The MADRS is a 10-item, clinician-administered scale designed to measure overall severity of depressive symptoms in subjects with MDD. It is widely used in clinical trials and accepted by regulatory authorities worldwide as a measure of symptoms of depression. The MADRS includes items ranging from sadness of mood, reduction in sleep and appetite, to difficulties in concentration, anhedonia, and negative and suicidal thoughts that are scored from 0 to 6 giving a total score ranging from 0 to 60. Typical score ranges for severity are: 0-6 normal; 7-19 mild; 20-34 moderate; and >34 severe depression. In the CYB003 study, mean baseline total scores on the MADRS were 32.6 and 33.3 in the active and placebo groups, respectively.
Summary of CYB003 12mg interim efficacy data at three weeks:
Rapid and statistically significant improvements in depression symptoms observed after single doses of CYB003:
- Improvements in depression symptoms evident on the day after dosing, reaching a peak 10 days after dosing, and maintained thereafter.
- Robust and statistically significant reduction in depression symptoms compared to placebo at 3 weeks, with a -14.08 difference in change from baseline in MADRS for CYB003 vs. placebo (p=0.0005)
Robust response (≥50% reduction in MADRS) and remission (MADRS scores ≤10) rates at three weeks after single dose:
- 53.3% response rate for CYB003 (12mg) vs. 0% for placebo
- 20.0% remission rate for CYB003 (12mg) vs. 0% for placebo
Safety and tolerability:
- CYB003 was well tolerated with no drug-related Serious Adverse Events
- All Adverse Events were mild or moderate in intensity and resolved spontaneously without intervention
“These positive interim safety and efficacy results support progressing to pivotal studies. We plan to request an end of Phase 2 meeting with the FDA in early 2024 to align on Phase 3 trial design, and we are commencing dosing with a capsule formulation of CYB003 in the bioequivalence cohort and further manufacturing of GMP materials that will be dose flexible, patient friendly and commercially scalable. This is an exciting time – not only for Cybin, but for the entire psychedelics sector – as we now have interim results showing a significant improvement in depressive symptoms with a single dose, moving us ever closer to delivering on our mission to improve the treatment landscape across the spectrum of mental health disorders,” concluded Drysdale.
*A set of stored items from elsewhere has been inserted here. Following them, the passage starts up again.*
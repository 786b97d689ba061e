use actix_web::{web, HttpResponse};
use validator::Validate;

use bp_shared::phone::mask_phone_number;

use super::AppState;
use crate::dto::{VerifyOtpRequest, VerifyOtpResponse};
use crate::handlers::error::{validation_errors_response, verification_error_response};

/// Handler for POST /api/v1/otp/verify
///
/// Success returns `{ "success": true, "userRole": "resident", "phoneNumber": "+63..." }`.
/// Only this response lets registration continue.
///
/// Failures: 400 `VALIDATION_ERROR`, `INVALID_CODE` (with `remainingAttempts`),
/// `EXPIRED`, `NOT_FOUND_OR_EXPIRED`; 429 `LOCKED_OUT`; 500 `PERSISTENCE_ERROR`.
pub async fn verify_otp(
    state: web::Data<AppState>,
    request: web::Json<VerifyOtpRequest>,
) -> HttpResponse {
    let request = request.into_inner();

    if let Err(errors) = request.validate() {
        return validation_errors_response(&errors);
    }

    tracing::info!(
        phone = %mask_phone_number(&request.phone_number),
        "Processing OTP verify request"
    );

    match state
        .verification_service
        .verify(&request.phone_number, &request.otp_code)
        .await
    {
        Ok(verified) => HttpResponse::Ok().json(VerifyOtpResponse::from(verified)),
        Err(e) => verification_error_response(&e),
    }
}
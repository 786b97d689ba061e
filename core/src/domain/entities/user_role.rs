//! Role a phone number is being verified for.

use serde::{Deserialize, Serialize};

/// Registration role carried through issuance and returned on success
#[derive(Debug, Clone, Copy, PartialEq, Eq, Hash, Serialize, Deserialize)]
#[serde(rename_all = "lowercase")]
pub enum UserRole {
    Resident,
    Official,
}

impl UserRole {
    pub fn as_str(&self) -> &'static str {
        match self {
            UserRole::Resident => "resident",
            UserRole::Official => "official",
        }
    }
}

impl std::fmt::Display for UserRole {
    fn fmt(&self, f: &mut std::fmt::Formatter<'_>) -> std::fmt::Result {
        f.write_str(self.as_str())
    }
}

impl std::str::FromStr for UserRole {
    type Err = String;

    fn from_str(s: &str) -> Result<Self, Self::Err> {
        match s.trim().to_lowercase().as_str() {
            "resident" => Ok(UserRole::Resident),
            "official" => Ok(UserRole::Official),
            other => Err(format!("Unknown user role: {}", other)),
        }
    }
}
Cybin’s Chief Medical Officer, Amir Inamdar said, “Mental health disorders affect almost 1 billion people worldwide. Comorbid MDD occurs widely in medical and psychiatric disorders, including anxiety disorders and post-traumatic stress disorder. These interim results, together with emerging data from a number of academic studies, suggest that CYB003 may have therapeutic efficacy in range of mental health conditions.”